:: RECORDS FOR THIS TASK ::

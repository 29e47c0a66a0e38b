//! CLI command implementations.

pub mod api;
pub mod media;
pub mod session;

use std::path::PathBuf;
use std::sync::Arc;

use marketlink_client::{
    ApiClient, ApiError, ClientConfig, ConfigError, FileStore, SessionStore, StoreError,
};
use serde_json::Value;
use thiserror::Error;

/// Environment key for the session file location.
pub const SESSION_FILE_KEY: &str = "MARKETLINK_SESSION_FILE";

/// Session file used when `MARKETLINK_SESSION_FILE` is unset.
pub const DEFAULT_SESSION_FILE: &str = ".marketlink/session.json";

/// Errors that can occur while running a command.
#[derive(Debug, Error)]
pub enum CliError {
    #[error("Configuration error: {0}")]
    Config(#[from] ConfigError),

    #[error(transparent)]
    Api(#[from] ApiError),

    #[error("Session store error: {0}")]
    Store(#[from] StoreError),

    #[error("Invalid JSON: {0}")]
    Json(#[from] serde_json::Error),

    #[error("Invalid header '{0}' (expected 'Name: value')")]
    InvalidHeader(String),

    #[error("Invalid HTTP method: {0}")]
    InvalidMethod(String),

    #[error("Nothing to log out of (pass --role or --all)")]
    NoLogoutTarget,
}

/// Shared state for a command run.
pub struct Context {
    pub config: ClientConfig,
    pub client: ApiClient,
    pub session_file: PathBuf,
}

impl Context {
    /// Load configuration and open the session file.
    pub fn load() -> Result<Self, CliError> {
        let config = ClientConfig::from_env()?;

        let session_file = std::env::var(SESSION_FILE_KEY)
            .ok()
            .filter(|v| !v.trim().is_empty())
            .map_or_else(|| PathBuf::from(DEFAULT_SESSION_FILE), PathBuf::from);

        let store = FileStore::open(&session_file)?;
        let sessions = SessionStore::new(Arc::new(store));
        let client = ApiClient::new(&config, sessions)?;

        tracing::debug!(
            api_root = config.urls.api_root(),
            session_file = %session_file.display(),
            "CLI context ready"
        );

        Ok(Self {
            config,
            client,
            session_file,
        })
    }
}

/// Print a JSON value to stdout.
#[allow(clippy::print_stdout)]
pub fn print_json(value: &Value) -> Result<(), CliError> {
    println!("{}", serde_json::to_string_pretty(value)?);
    Ok(())
}

/// Print one line to stdout.
#[allow(clippy::print_stdout)]
pub fn print_line(line: &str) {
    println!("{line}");
}
//! Key-value storage backing the session store.
//!
//! The session layer never talks to a concrete storage medium; it is handed a
//! [`KeyValueStore`]. Two implementations ship with the crate:
//!
//! - [`MemoryStore`] - process-local map, used by tests and embedders
//! - [`FileStore`] - JSON object on disk, written through on every mutation

mod file;
mod memory;

use std::path::PathBuf;
use std::sync::Arc;

use thiserror::Error;

pub use file::FileStore;
pub use memory::MemoryStore;

/// Errors raised by a key-value store.
#[derive(Debug, Error)]
pub enum StoreError {
    /// Reading or writing the backing file failed.
    #[error("I/O error: {0}")]
    Io(#[from] std::io::Error),

    /// The backing file does not contain a JSON object of strings.
    #[error("Corrupt store file {}: {source}", .path.display())]
    Corrupt {
        path: PathBuf,
        source: serde_json::Error,
    },
}

/// String key-value storage.
///
/// Each method is a single, self-contained operation. Nothing is cached
/// between a `set` and the following `get`.
pub trait KeyValueStore: Send + Sync {
    /// Read the value stored under `key`.
    ///
    /// # Errors
    ///
    /// Returns `StoreError` if the backing medium cannot be read.
    fn get(&self, key: &str) -> Result<Option<String>, StoreError>;

    /// Store `value` under `key`, replacing any previous value.
    ///
    /// # Errors
    ///
    /// Returns `StoreError` if the backing medium cannot be written.
    fn set(&self, key: &str, value: &str) -> Result<(), StoreError>;

    /// Remove `key`. Removing a missing key is not an error.
    ///
    /// # Errors
    ///
    /// Returns `StoreError` if the backing medium cannot be written.
    fn remove(&self, key: &str) -> Result<(), StoreError>;
}

impl<T: KeyValueStore + ?Sized> KeyValueStore for Arc<T> {
    fn get(&self, key: &str) -> Result<Option<String>, StoreError> {
        (**self).get(key)
    }

    fn set(&self, key: &str, value: &str) -> Result<(), StoreError> {
        (**self).set(key, value)
    }

    fn remove(&self, key: &str) -> Result<(), StoreError> {
        (**self).remove(key)
    }
}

:::

● HOW TO COMPLETE THIS TASK:
Each entry above is to be quoted exactly.

● EXERCISE OUTPUT:
repository 29e47c0a66a0e38b
//! CLI command implementations.

pub mod api;
pub mod media;
pub mod session;

use std::path::PathBuf;
use std::sync::Arc;

use marketlink_client::{
    ApiClient, ApiError, ClientConfig, ConfigError, FileStore, SessionStore, StoreError,
};
use serde_json::Value;
use thiserror::Error;

/// Environment key for the session file location.
pub const SESSION_FILE_KEY: &str = "MARKETLINK_SESSION_FILE";

/// Session file used when `MARKETLINK_SESSION_FILE` is unset.
pub const DEFAULT_SESSION_FILE: &str = ".marketlink/session.json";

/// Errors that can occur while running a command.
#[derive(Debug, Error)]
pub enum CliError {
    #[error("Configuration error: {0}")]
    Config(#[from] ConfigError),

    #[error(transparent)]
    Api(#[from] ApiError),

    #[error("Session store error: {0}")]
    Store(#[from] StoreError),

    #[error("Invalid JSON: {0}")]
    Json(#[from] serde_json::Error),

    #[error("Invalid header '{0}' (expected 'Name: value')")]
    InvalidHeader(String),

    #[error("Invalid HTTP method: {0}")]
    InvalidMethod(String),

    #[error("Nothing to log out of (pass --role or --all)")]
    NoLogoutTarget,
}

/// Shared state for a command run.
pub struct Context {
    pub config: ClientConfig,
    pub client: ApiClient,
    pub session_file: PathBuf,
}

impl Context {
    /// Load configuration and open the session file.
    pub fn load() -> Result<Self, CliError> {
        let config = ClientConfig::from_env()?;

        let session_file = std::env::var(SESSION_FILE_KEY)
            .ok()
            .filter(|v| !v.trim().is_empty())
            .map_or_else(|| PathBuf::from(DEFAULT_SESSION_FILE), PathBuf::from);

        let store = FileStore::open(&session_file)?;
        let sessions = SessionStore::new(Arc::new(store));
        let client = ApiClient::new(&config, sessions)?;

        tracing::debug!(
            api_root = config.urls.api_root(),
            session_file = %session_file.display(),
            "CLI context ready"
        );

        Ok(Self {
            config,
            client,
            session_file,
        })
    }
}

/// Print a JSON value to stdout.
#[allow(clippy::print_stdout)]
pub fn print_json(value: &Value) -> Result<(), CliError> {
    println!("{}", serde_json::to_string_pretty(value)?);
    Ok(())
}

/// Print one line to stdout.
#[allow(clippy::print_stdout)]
pub fn print_line(line: &str) {
    println!("{line}");
}
//! Key-value storage backing the session store.
//!
//! The session layer never talks to a concrete storage medium; it is handed a
//! [`KeyValueStore`]. Two implementations ship with the crate:
//!
//! - [`MemoryStore`] - process-local map, used by tests and embedders
//! - [`FileStore`] - JSON object on disk, written through on every mutation

mod file;
mod memory;

use std::path::PathBuf;
use std::sync::Arc;

use thiserror::Error;

pub use file::FileStore;
pub use memory::MemoryStore;

/// Errors raised by a key-value store.
#[derive(Debug, Error)]
pub enum StoreError {
    /// Reading or writing the backing file failed.
    #[error("I/O error: {0}")]
    Io(#[from] std::io::Error),

    /// The backing file does not contain a JSON object of strings.
    #[error("Corrupt store file {}: {source}", .path.display())]
    Corrupt {
        path: PathBuf,
        source: serde_json::Error,
    },
}

/// String key-value storage.
///
/// Each method is a single, self-contained operation. Nothing is cached
/// between a `set` and the following `get`.
pub trait KeyValueStore: Send + Sync {
    /// Read the value stored under `key`.
    ///
    /// # Errors
    ///
    /// Returns `StoreError` if the backing medium cannot be read.
    fn get(&self, key: &str) -> Result<Option<String>, StoreError>;

    /// Store `value` under `key`, replacing any previous value.
    ///
    /// # Errors
    ///
    /// Returns `StoreError` if the backing medium cannot be written.
    fn set(&self, key: &str, value: &str) -> Result<(), StoreError>;

    /// Remove `key`. Removing a missing key is not an error.
    ///
    /// # Errors
    ///
    /// Returns `StoreError` if the backing medium cannot be written.
    fn remove(&self, key: &str) -> Result<(), StoreError>;
}

impl<T: KeyValueStore + ?Sized> KeyValueStore for Arc<T> {
    fn get(&self, key: &str) -> Result<Option<String>, StoreError> {
        (**self).get(key)
    }

    fn set(&self, key: &str, value: &str) -> Result<(), StoreError> {
        (**self).set(key, value)
    }

    fn remove(&self, key: &str) -> Result<(), StoreError> {
        (**self).remove(key)
    }
}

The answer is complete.